I was talking to a fellow teacher earlier this week and he was complaining that after he exercises it takes him a while to stop sweating. I assured him that this is a very common problem and I suffer from it as well. This led me to begin researching the topic. There is a mountain of research about cold water baths for endurance athletes. And while that is great, 30 minutes submerged in an ice bath isn’t always feasible. But can you get some of the benefits if you just took a cold shower after exercise? It seems the answer is yes.
There are a number of advantages to a cold shower but most of them stem from the physiological response to cold water on your body. We all know that a cold water splash helps to wake us up in the morning. Basically a cold shower takes that idea and extrapolates it to your whole body.

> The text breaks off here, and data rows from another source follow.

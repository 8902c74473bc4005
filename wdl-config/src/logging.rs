use log::LevelFilter;
use serde::{Deserialize, Serialize};

#[derive(Deserialize, Serialize, Clone, Debug, PartialEq)]
#[serde(default)]
pub struct LoggingConfig {
    pub enabled: bool,
    pub level: LevelFilter,
    pub threads: bool,
    pub color: bool,
    pub timestamp: bool,
}

impl Default for LoggingConfig {
    fn default() -> Self {
        Self {
            enabled: true,
            level: LevelFilter::Info,
            threads: false,
            color: true,
            timestamp: true,
        }
    }
}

Most of the benefits stem from the innate response to cold temperatures; your body will respond by trying to keep your organs warm. This happens via a redirection of blood flow towards your organs, helping to keep them insulated and properly functioning. This change in hemodynamics is known as vascular compliance. As your body becomes better able to manage the constriction and dilation of your blood vessels, your circulation improves. Any improvement here will directly reduce your risk of cardiovascular diseases such as hypertension. The change in blood flow also helps to reduce some of the inflammation that occurs after exercise; thus reducing some of the associated fatigue and soreness.

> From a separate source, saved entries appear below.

impl ChunkColumn {
    pub fn new(position: Vector2<i32>, dimension: Dimension) -> Self {
        Self {
            position,
            dimension,
            sections: Default::default(),
            height_map: None,
            height_maps: None,
            biomes: None,
            tile_entities: TileEntities::default(),
            saved: false,
            is_new: false,
            callbacks: Callbacks::default(),
        }
    }

    pub fn position(&self) -> Vector2<i32> {
        self.position
    }

    pub fn dimension(&self) -> Dimension {
        self.dimension
    }

    /// Reads the payload of a chunk data packet that follows [`ChunkDataHeader`].
    ///
    /// Nothing is modified unless the whole payload decodes. `dimension` is the
    /// dimension the player is in right now and decides whether sky light is sent.
    pub fn parse(
        &mut self,
        cursor: &mut ByteCursor<'_>,
        full: bool,
        strategy: &VersionStrategy,
        dimension: Dimension,
    ) -> Result<(), ChunkParsingError> {
        let VarInt(mask) = cursor.get_var_int()?;

        let height_maps = if strategy.height_maps {
            Some(cursor.read_nbt()?.root_tag)
        } else {
            None
        };

        let mut biomes = None;
        if full && strategy.biomes.is_3d() {
            biomes = Some(biome::read(cursor, strategy.biomes)?);
        }

        let size = cursor.get_length()?;
        let mut column = cursor.slice(size)?;
        let (sections, flat_biomes) =
            Self::read_chunk_column(full, mask as u32, &mut column, strategy, dimension)?;

        let tile_entity_count = cursor.get_length()?;
        let tile_entities = (0..tile_entity_count)
            .map(|_| cursor.read_nbt().map(|nbt| nbt.root_tag))
            .collect::<Result<Vec<_>, _>>()?;

        for (slot, section) in self.sections.iter_mut().zip(sections) {
            if section.is_some() {
                *slot = section;
            }
        }
        if let Some(height_maps) = height_maps {
            self.set_height_maps(height_maps, strategy);
        }
        if let Some(biomes) = biomes.or(flat_biomes) {
            self.biomes = Some(biomes);
        }
        for tag in tile_entities {
            self.tile_entities.add(tag);
        }

        self.saved = false;
        if let Some(callback) = self.callbacks.take_after_parse() {
            callback(self);
        }
        Ok(())
    }

    /// Reads the sections flagged in `mask` from the section blob, followed by
    /// the 2D biomes of a full chunk on versions that append them.
    fn read_chunk_column(
        full: bool,
        mut mask: u32,
        cursor: &mut ByteCursor<'_>,
        strategy: &VersionStrategy,
        dimension: Dimension,
    ) -> Result<(StagedSections, Option<Box<[i32]>>), ChunkParsingError> {
        let mut sections: StagedSections = Default::default();

        // Nothing is sent for sections above the highest set bit.
        let mut section_y = 0;
        while section_y < SECTION_COUNT && mask != 0 {
            let present = mask & 1 != 0;
            let y = section_y;
            section_y += 1;
            mask >>= 1;
            if !present {
                continue;
            }

            if strategy.block_count {
                cursor.get_i16_be()?;
            }

            let bits_per_entry = cursor.get_u8()?;
            let palette = Palette::read(bits_per_entry, cursor, strategy)?;
            let Some(section) = ChunkSection::decode(y as u8, palette, cursor, strategy, dimension)?
            else {
                continue;
            };

            if !section.palette().is_empty() {
                sections[y] = Some(Box::new(section));
            }
        }

        let biomes = if full && !strategy.biomes.is_3d() {
            Some(biome::read(cursor, strategy.biomes)?)
        } else {
            None
        };
        Ok((sections, biomes))
    }

    /// Builds a full chunk data packet, packet id included.
    ///
    /// Tile entities are not included.
    pub fn to_packet(
        &self,
        strategy: &VersionStrategy,
        dimension: Dimension,
    ) -> Result<BytesMut, ChunkSerializingError> {
        let mut packet = BytesMut::new();
        packet.put_var_int(&VarInt(strategy.chunk_data_id));
        packet.put_i32(self.position.x);
        packet.put_i32(self.position.z);
        packet.put_bool(true);
        if strategy.ignore_old_data {
            packet.put_bool(true);
        }
        packet.put_var_int(&VarInt(i32::from(self.section_mask())));

        if strategy.height_maps {
            packet.put_nbt(&Nbt::from(self.height_maps_nbt(strategy)))?;
        }
        if strategy.biomes.is_3d() {
            biome::write(&mut packet, strategy.biomes, self.biomes.as_deref())?;
        }

        let mut column = BytesMut::new();
        for section in self.sections.iter().flatten() {
            section.encode(&mut column, strategy, dimension)?;
        }
        if !strategy.biomes.is_3d() {
            biome::write(&mut column, strategy.biomes, self.biomes.as_deref())?;
        }
        packet.put_length(column.len())?;
        packet.put_slice(&column);

        packet.put_var_int(&VarInt(0));
        Ok(packet)
    }

    /// Builds the chunk's save data, or `None` when it has no sections worth keeping.
    pub fn to_nbt(
        &self,
        strategy: &VersionStrategy,
        registry: &dyn BlockStateRegistry,
    ) -> Result<Option<Nbt>, ChunkSerializingError> {
        if !self.has_sections() {
            return Ok(None);
        }

        let mut level = NbtCompound::new();
        level.put_int("xPos", self.position.x);
        level.put_int("zPos", self.position.z);
        level.put_long("InhabitedTime", 0);
        level.put_long("LastUpdate", 0);
        if strategy.legacy_ids() {
            level.put_bool("TerrainPopulated", true);
            level.put_bool("LightPopulated", true);
        } else {
            level.put_string("Status", "full");
        }
        level.put_list("Entities", NbtList::empty(COMPOUND_ID));
        level.put_list("TileEntities", self.tile_entities.to_nbt());
        level.put("Biomes", biome::to_nbt(strategy.biomes, self.biomes.as_deref()));
        if strategy.height_maps {
            level.put_component("Heightmaps", self.height_maps_nbt(strategy));
        }

        let sections = self
            .sections
            .iter()
            .flatten()
            .map(|section| section.to_nbt(strategy, registry))
            .collect::<Result<Vec<_>, _>>()?;
        level.put_list("Sections", NbtList::compounds(sections));

        let mut root = NbtCompound::new();
        root.put_int("DataVersion", strategy.data_version);
        root.put_component("Level", level);
        Ok(Some(Nbt::from(root)))
    }

    /// Loads a column from save data written by [`ChunkColumn::to_nbt`] or the game.
    ///
    /// The result counts as saved.
    pub fn from_nbt(
        nbt: &NbtCompound,
        strategy: &VersionStrategy,
        dimension: Dimension,
        registry: &dyn BlockStateRegistry,
    ) -> Result<Self, ChunkParsingError> {
        let level = nbt
            .get_compound("Level")
            .ok_or_else(|| ChunkParsingError::InvalidSection("missing Level".to_string()))?;
        let (Some(x), Some(z)) = (level.get_int("xPos"), level.get_int("zPos")) else {
            return Err(ChunkParsingError::InvalidSection(
                "missing chunk position".to_string(),
            ));
        };

        let mut column = Self::new(Vector2::new(x, z), dimension);
        if let Some(sections) = level.get_list("Sections") {
            for tag in sections {
                let Some(tag) = tag.extract_compound() else {
                    continue;
                };
                // Lighting-only sections above and below the world have no blocks.
                match tag.get_byte("Y") {
                    Some(y) if (0..SECTION_COUNT as i8).contains(&y) => {}
                    _ => continue,
                }
                if !tag.contains_key("Blocks") && !tag.contains_key("BlockStates") {
                    continue;
                }
                let section = ChunkSection::from_nbt(tag, strategy, registry)?;
                let y = section.y() as usize;
                column.sections[y] = Some(Box::new(section));
            }
        }
        if let Some(height_maps) = level.get_compound("Heightmaps") {
            column.set_height_maps(height_maps.clone(), strategy);
        }
        column.biomes = level.get("Biomes").and_then(biome::from_nbt);
        if let Some(tile_entities) = level.get_list("TileEntities") {
            column.tile_entities = TileEntities::from_nbt(tile_entities);
        }

        column.saved = true;
        Ok(column)
    }

    fn height_maps_nbt(&self, strategy: &VersionStrategy) -> NbtCompound {
        if let Some(height_maps) = &self.height_maps {
            return height_maps.clone();
        }
        let mut compound = NbtCompound::new();
        if let Some(height_map) = &self.height_map {
            let heights: Vec<u32> = height_map.iter().map(|&height| height as u32).collect();
            compound.put(
                MOTION_BLOCKING,
                NbtTag::LongArray(strategy.layout.pack(&heights, HEIGHT_MAP_BITS)),
            );
        }
        compound
    }

    fn set_height_maps(&mut self, height_maps: NbtCompound, strategy: &VersionStrategy) {
        if let Some(words) = height_maps.get_long_array(MOTION_BLOCKING) {
            let heights = strategy
                .layout
                .unpack(words, HEIGHT_MAP_BITS, CHUNK_AREA)
                .into_iter()
                .map(|height| height as i32)
                .collect();
            self.height_map = Some(heights);
        }
        self.height_maps = Some(height_maps);
    }

    /// Replaces the height map. Previously received height map data is discarded.
    pub fn set_height_map(&mut self, height_map: Box<[i32]>) {
        debug_assert_eq!(height_map.len(), CHUNK_AREA);
        self.height_map = Some(height_map);
        self.height_maps = None;
    }

    pub fn has_height_maps(&self) -> bool {
        self.height_map.is_some()
    }

    pub fn height_at(&self, x: usize, z: usize) -> Option<i32> {
        self.height_map
            .as_ref()
            .and_then(|height_map| height_map.get(z << 4 | x).copied())
    }

    pub fn biomes(&self) -> Option<&[i32]> {
        self.biomes.as_deref()
    }

    pub fn section(&self, y: usize) -> Option<&ChunkSection> {
        self.sections.get(y)?.as_deref()
    }

    pub fn sections(&self) -> impl Iterator<Item = &ChunkSection> {
        self.sections.iter().flatten().map(|section| &**section)
    }

    pub fn has_sections(&self) -> bool {
        self.sections.iter().any(Option::is_some)
    }

    /// One bit per occupied section slot, lowest bit for the bottom section.
    pub fn section_mask(&self) -> u16 {
        self.sections
            .iter()
            .enumerate()
            .filter(|(_, section)| section.is_some())
            .fold(0, |mask, (y, _)| mask | 1 << y)
    }

    pub fn tile_entities(&self) -> &TileEntities {
        &self.tile_entities
    }

    /// The global id at a position inside the column, 0 where no section is stored.
    pub fn numeric_block_state_at(
        &self,
        x: usize,
        y: usize,
        z: usize,
    ) -> Result<u32, ChunkParsingError> {
        match self.section(y / SECTION_WIDTH) {
            Some(section) => section.block_state_at(x, y % SECTION_WIDTH, z),
            None => Ok(0),
        }
    }

    /// The block state at a position, `None` for air.
    pub fn block_state_at<'a>(
        &self,
        x: usize,
        y: usize,
        z: usize,
        registry: &'a dyn BlockStateRegistry,
    ) -> Result<Option<&'a BlockState>, ChunkParsingError> {
        let id = self.numeric_block_state_at(x, y, z)?;
        if registry.is_air(id) {
            return Ok(None);
        }
        Ok(registry.state(id))
    }

    pub fn is_saved(&self) -> bool {
        self.saved
    }

    pub fn set_saved(&mut self, saved: bool) {
        self.saved = saved;
    }

    /// Flags the column as changed since it was last persisted.
    pub fn touch(&mut self) {
        self.saved = false;
    }

    /// Marks a column that arrived in parts, as some non-vanilla servers send them.
    pub fn mark_as_new(&mut self, enabled: bool) {
        if enabled {
            self.is_new = true;
        }
    }

    pub fn is_new(&self) -> bool {
        self.is_new
    }

    /// Runs `callback` now if the column is saved, otherwise after the next parse.
    ///
    /// Only one after-parse callback is kept; registering another replaces it.
    pub fn when_parsed(
        &mut self,
        callback: impl FnOnce(&ChunkColumn) + Send + Sync + 'static,
    ) -> Option<CallbackHandle> {
        if self.saved {
            callback(self);
            None
        } else {
            Some(self.callbacks.set_after_parse(Box::new(callback)))
        }
    }

    /// Registers the callback [`ChunkColumn::unload`] runs, replacing an earlier one.
    pub fn on_unload(
        &mut self,
        callback: impl FnOnce(&ChunkColumn) + Send + Sync + 'static,
    ) -> CallbackHandle {
        self.callbacks.set_on_unload(Box::new(callback))
    }

    /// Drops a pending callback. Returns whether it was still registered.
    pub fn cancel(&mut self, handle: CallbackHandle) -> bool {
        self.callbacks.cancel(handle)
    }

    pub fn unload(&mut self) {
        if let Some(callback) = self.callbacks.take_on_unload() {
            callback(self);
        }
    }
}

The cold water will also stimulate metabolic changes. As the cold water hits your body, it can actually aid in weight loss. Your body will begin to burn fat in order to keep the organs warm. It may not be significant, but the more effectively your body can use fat for energy the better.
Cold water showers are also good at maintaining healthy skin and hair. The cold water helps to seal the pores, which reduces the chance of dirt and other substances entering your skin. The cold water will also help to keep healthy hair as it nourishes the scalp more effectively than warm water.